● DIRECTIONS: Use the entries below and reproduce exactly the lines from the one containing "-> Result<Response<HttpBody>, Infallible>" down to the one containing "let cookie = req", both of them included.

● DATA EXTRACTS:

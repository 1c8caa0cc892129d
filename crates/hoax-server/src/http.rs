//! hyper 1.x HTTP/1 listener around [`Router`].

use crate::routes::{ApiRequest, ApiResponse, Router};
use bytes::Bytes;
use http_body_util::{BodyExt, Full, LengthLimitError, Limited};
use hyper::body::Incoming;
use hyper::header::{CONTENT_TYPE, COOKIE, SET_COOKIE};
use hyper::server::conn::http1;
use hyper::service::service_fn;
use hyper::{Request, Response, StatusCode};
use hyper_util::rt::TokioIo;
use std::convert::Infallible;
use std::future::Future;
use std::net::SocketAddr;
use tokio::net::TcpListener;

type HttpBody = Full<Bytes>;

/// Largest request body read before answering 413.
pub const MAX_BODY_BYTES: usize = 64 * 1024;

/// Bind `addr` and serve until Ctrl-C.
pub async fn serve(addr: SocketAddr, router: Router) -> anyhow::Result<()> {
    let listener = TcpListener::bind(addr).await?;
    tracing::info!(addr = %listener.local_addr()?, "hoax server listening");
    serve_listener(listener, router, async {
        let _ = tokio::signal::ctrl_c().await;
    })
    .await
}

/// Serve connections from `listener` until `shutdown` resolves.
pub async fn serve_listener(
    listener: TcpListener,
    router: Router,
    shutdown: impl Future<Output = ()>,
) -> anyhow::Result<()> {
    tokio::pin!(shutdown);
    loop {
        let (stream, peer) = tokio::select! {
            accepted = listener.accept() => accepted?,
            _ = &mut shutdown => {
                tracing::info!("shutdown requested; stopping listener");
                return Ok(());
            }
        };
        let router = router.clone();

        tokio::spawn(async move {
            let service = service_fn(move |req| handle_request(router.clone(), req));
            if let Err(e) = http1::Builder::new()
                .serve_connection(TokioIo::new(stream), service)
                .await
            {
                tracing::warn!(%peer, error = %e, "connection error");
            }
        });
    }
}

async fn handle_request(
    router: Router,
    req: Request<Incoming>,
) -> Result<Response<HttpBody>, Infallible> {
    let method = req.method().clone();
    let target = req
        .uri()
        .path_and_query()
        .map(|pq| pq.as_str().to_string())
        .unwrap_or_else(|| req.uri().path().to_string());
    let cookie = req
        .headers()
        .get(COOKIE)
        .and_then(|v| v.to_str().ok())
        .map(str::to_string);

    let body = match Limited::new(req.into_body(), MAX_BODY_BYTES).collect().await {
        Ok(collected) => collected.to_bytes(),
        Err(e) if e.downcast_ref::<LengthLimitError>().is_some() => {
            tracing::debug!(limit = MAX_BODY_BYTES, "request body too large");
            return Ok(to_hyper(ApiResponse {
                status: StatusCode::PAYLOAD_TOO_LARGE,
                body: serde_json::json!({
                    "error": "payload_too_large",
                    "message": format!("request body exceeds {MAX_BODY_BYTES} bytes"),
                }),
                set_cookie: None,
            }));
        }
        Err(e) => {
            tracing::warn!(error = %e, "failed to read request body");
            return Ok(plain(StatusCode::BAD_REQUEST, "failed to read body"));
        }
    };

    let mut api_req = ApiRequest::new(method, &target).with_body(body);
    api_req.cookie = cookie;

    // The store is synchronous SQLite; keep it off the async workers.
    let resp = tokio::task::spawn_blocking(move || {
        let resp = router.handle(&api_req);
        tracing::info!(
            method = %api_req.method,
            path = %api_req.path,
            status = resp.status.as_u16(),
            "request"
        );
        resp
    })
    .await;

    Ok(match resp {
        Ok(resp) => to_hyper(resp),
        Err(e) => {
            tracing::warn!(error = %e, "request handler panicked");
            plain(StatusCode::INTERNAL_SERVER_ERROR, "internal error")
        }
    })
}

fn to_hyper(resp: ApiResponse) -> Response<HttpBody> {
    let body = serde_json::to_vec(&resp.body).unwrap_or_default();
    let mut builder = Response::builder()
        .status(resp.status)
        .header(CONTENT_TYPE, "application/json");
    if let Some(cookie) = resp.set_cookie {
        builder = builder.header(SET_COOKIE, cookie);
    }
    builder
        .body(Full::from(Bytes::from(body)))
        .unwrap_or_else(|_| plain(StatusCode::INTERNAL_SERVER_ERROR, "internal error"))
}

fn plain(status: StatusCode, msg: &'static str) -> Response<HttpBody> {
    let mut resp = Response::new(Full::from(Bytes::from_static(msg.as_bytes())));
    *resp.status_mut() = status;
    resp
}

● WRITTEN RESPONSE:
) -> Result<Response<HttpBody>, Infallible> {
    let method = req.method().clone();
    let target = req
        .uri()
        .path_and_query()
        .map(|pq| pq.as_str().to_string())
        .unwrap_or_else(|| req.uri().path().to_string());
    let cookie = req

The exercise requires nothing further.